Earlier this week, Jacob Marks, PhD and Machine Learning Engineer at Voxel51, presented the workshop: Getting Started with FiftyOne. This workshop was the first in a series of hands-on, educational events focused on showing you step-by-step how to use FiftyOne. In this post, we summarize the workshop, recap the questions and their answers that came up during the event, and share upcoming dates for the workshop in case you want to join or share them with colleagues.
Wait, what’s FiftyOne?
The Getting Started with FiftyOne Workshop is all about the FiftyOne toolset. But if you’re new to FiftyOne – you may be wondering, what is it? Data engineers and scientists need the right tools to visualize datasets and interpret models faster and more effectively. FiftyOne does just that – it is the open source machine learning toolkit that enables you to build better computer vision workflows by improving the quality of your datasets and delivering insights about your models, so that you can get to production faster.
New workshops announced!
We are excited to announce the dates and times for three more Getting Started with FiftyOne Workshops!
- April 26 @ 9:00 AM IST [1:30 PM AEST / 03:30 UTC]
- May 31 @ 4 PM BST [11 AM EDT / 15:00 UTC]
- June 28 @ 10 AM PDT [1 PM EDT / 17:00 UTC]
In addition to the Getting Started with FiftyOne Workshops, we are also building out a catalog of advanced workshops to take you beyond the basics of getting started and into deeper ways FiftyOne can enhance and streamline your computer vision workflows. Stay tuned for future announcements with the schedule of advanced topics.
We created the “Getting Started with FiftyOne” workshop to help you gain greater visibility into the quality of your computer vision datasets and models. The workshop was half lecture and half lab so that you would walk away with a solid understanding of the basics of the FiftyOne toolset, architecture, and popular workflows, as well as learn how to install FiftyOne, work with the Python SDK and App, and perform basic tasks like importing datasets, creating views, and drawing out insights from your data and models.

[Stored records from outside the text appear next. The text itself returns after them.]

//! # Recursion State Machine
//!
//! Each chain step's proof conceptually attests "the previous proof was
//! valid and this transformation is correct". The attestation is carried by
//! a Poseidon accumulator folded over the chain:
//!
//! ```text
//! acc_{-1} = 0
//! acc_i    = Poseidon4(acc_{i-1}, input_hash_i, output_hash_i, binding_i)
//! binding_i = SHA-256(proof_i) reduced into the field
//! ```
//!
//! The first step is [`RecursionState::Base`]; step `i > 0` is
//! `Recursive { depth: i }`. Depth is capped: advancing past the ceiling is
//! [`ChainError::MaxDepthExceeded`].

use serde::{Deserialize, Serialize};
use zkimg_core::ContentDigest;
use zkimg_crypto::{hash_fields, CryptoError, FieldElement};

use crate::error::ChainError;

/// Default recursion ceiling: 100 recursive folds after the base step.
pub const DEFAULT_MAX_CHAIN_DEPTH: u32 = 100;

/// Position of a step in the recursion.
#[derive(Debug, Clone, Copy, PartialEq, Eq, Hash, Serialize, Deserialize)]
#[serde(tag = "state", rename_all = "snake_case")]
pub enum RecursionState {
    /// First step: nothing to fold in.
    Base,
    /// Folds `depth` earlier steps.
    Recursive { depth: u32 },
}

impl RecursionState {
    pub fn depth(self) -> u32 {
        match self {
            Self::Base => 0,
            Self::Recursive { depth } => depth,
        }
    }

    /// The state of the step after this one.
    pub fn advance(self, max_depth: u32) -> Result<Self, ChainError> {
        let depth = self.depth().saturating_add(1);
        if depth > max_depth {
            return Err(ChainError::MaxDepthExceeded { depth, max: max_depth });
        }
        Ok(Self::Recursive { depth })
    }

    /// The state step `index` must be in.
    pub fn for_index(index: usize) -> Self {
        match index {
            0 => Self::Base,
            i => Self::Recursive {
                depth: u32::try_from(i).unwrap_or(u32::MAX),
            },
        }
    }
}

/// Proof bytes bound into the field.
pub fn proof_binding(proof: &[u8]) -> FieldElement {
    FieldElement::reduce_be_bytes(ContentDigest::sha256(proof).as_bytes())
}

/// One accumulator step.
pub fn fold(
    previous: &FieldElement,
    input_hash: &FieldElement,
    output_hash: &FieldElement,
    proof: &[u8],
) -> Result<FieldElement, CryptoError> {
    hash_fields(&[*previous, *input_hash, *output_hash, proof_binding(proof)])
}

Lecture: Get up-to-speed on the basics
Jacob kicked off the workshop promptly at 51 o’clock 😂 and explained FiftyOne at a high level: “It helps you to visualize, clean, and curate your data, find hidden structure in that data, evaluate model predictions on your datasets, as well as different subsets of your datasets. And its design philosophy is all about flexibility and customizability. So FiftyOne is all about giving you the power to explore and understand your data, regardless of your specific workflow or machine learning pipeline.”
Jacob then thoroughly walked us through the basic concepts summarized below.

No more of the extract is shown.